Kumar grew up in a low-income, leftwing family in Bihar, India’s poorest state but known for its political sophistication. He is a member of the All India Students Federation, the youth wing of the Communist Party of India, and has a decidedly wide range of interests. He is an enthusiastic singer, and in college ran a small film society known for showing movies such as The Bicycle Thief and Schindler’s List.

He is also president of the JNU student union, which has been central to protesting discrimination and planned budget cuts at India’s universities that would disproportionately affect low-income and low-caste students.

“There is a student upsurge here in India, as everywhere in the world,” he said in our interview. “The students are very organized, and the government is finding it difficult to manage the student community.
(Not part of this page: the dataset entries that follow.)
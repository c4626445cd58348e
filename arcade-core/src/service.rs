use chrono::Utc;
use std::sync::Arc;
use tracing::{error, info};

use crate::account::{MembershipTier, ProfileUpdate, SettingsUpdate, UserProfile, UserSettings};
use crate::identity::AuthUser;
use crate::repository::{AccountRepository, RepositoryError};
use crate::{CoreError, CoreResult};

/// Profile, settings and membership operations on top of a key-value repository.
#[derive(Clone)]
pub struct AccountService {
    repo: Arc<dyn AccountRepository>,
}

impl AccountService {
    pub fn new(repo: Arc<dyn AccountRepository>) -> Self {
        Self { repo }
    }

    /// Write the default profile and settings for a freshly created user.
    pub async fn provision(&self, user: &AuthUser) -> CoreResult<(UserProfile, UserSettings)> {
        let profile = UserProfile::new_default(user, Utc::now());
        let settings = UserSettings::defaults_for(user.id);

        self.repo.save_profile(&profile).await.map_err(internal("save profile"))?;
        self.repo.save_settings(&settings).await.map_err(internal("save settings"))?;

        info!("Provisioned account records for {}", user.id);
        Ok((profile, settings))
    }

    /// Stored profile, creating the default one if it is missing.
    pub async fn profile(&self, user: &AuthUser) -> CoreResult<UserProfile> {
        if let Some(profile) = self.repo.get_profile(user.id).await.map_err(internal("get profile"))? {
            return Ok(profile);
        }

        let profile = UserProfile::new_default(user, Utc::now());
        self.repo.save_profile(&profile).await.map_err(internal("save profile"))?;
        Ok(profile)
    }

    pub async fn update_profile(&self, user: &AuthUser, update: ProfileUpdate) -> CoreResult<UserProfile> {
        let mut profile = self.profile(user).await?;
        profile.apply(update, Utc::now());

        self.repo.save_profile(&profile).await.map_err(internal("update profile"))?;
        Ok(profile)
    }

    /// Stored settings, creating the defaults if they are missing.
    pub async fn settings(&self, user: &AuthUser) -> CoreResult<UserSettings> {
        if let Some(settings) = self.repo.get_settings(user.id).await.map_err(internal("get settings"))? {
            return Ok(settings);
        }

        let settings = UserSettings::defaults_for(user.id);
        self.repo.save_settings(&settings).await.map_err(internal("save settings"))?;
        Ok(settings)
    }

    pub async fn update_settings(&self, user: &AuthUser, update: SettingsUpdate) -> CoreResult<UserSettings> {
        let mut settings = self.settings(user).await?;
        settings.apply(update, Utc::now());

        self.repo.save_settings(&settings).await.map_err(internal("update settings"))?;
        Ok(settings)
    }

    /// Rejects anything but `free`, `premium` and `vip` before touching storage.
    pub async fn upgrade_membership(&self, user: &AuthUser, tier: &str) -> CoreResult<UserProfile> {
        let tier: MembershipTier = tier.parse()?;

        let mut profile = self.profile(user).await?;
        profile.change_membership(tier, Utc::now());

        self.repo.save_profile(&profile).await.map_err(internal("upgrade membership"))?;
        info!("Membership for {} set to {}", user.id, tier);
        Ok(profile)
    }
}

fn internal(operation: &'static str) -> impl Fn(RepositoryError) -> CoreError {
    move |e| {
        error!("Account repository failed to {}: {}", operation, e);
        CoreError::InternalError(format!("Failed to {}", operation))
    }
}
So they are trying to suppress it.”

An international outcry has erupted over the sedition charges against Kumar—including a statement by almost ninety prominent academics that Kumar’s arrest is a disturbing example of the Modi government’s “culture of authoritarian menace.” Signers range from Noam Chomsky, professor emeritus at the Massachusetts Institute of Technology, to Turkish novelist and Nobel Prize winner Orhan Pamuk.

India’s sedition law was enacted by the British in 1860 and used against Indian independence leaders, most famously Mahatma Gandhi. In contemporary times, it has been used to silence dissent and jail activists, thus derailing the political momentum of protest movements. Writer Arundhati Roy is among those charged with sedition, in her case in 2010 for advocating the right to self-determination in Kashmir. The charges subsequently dropped.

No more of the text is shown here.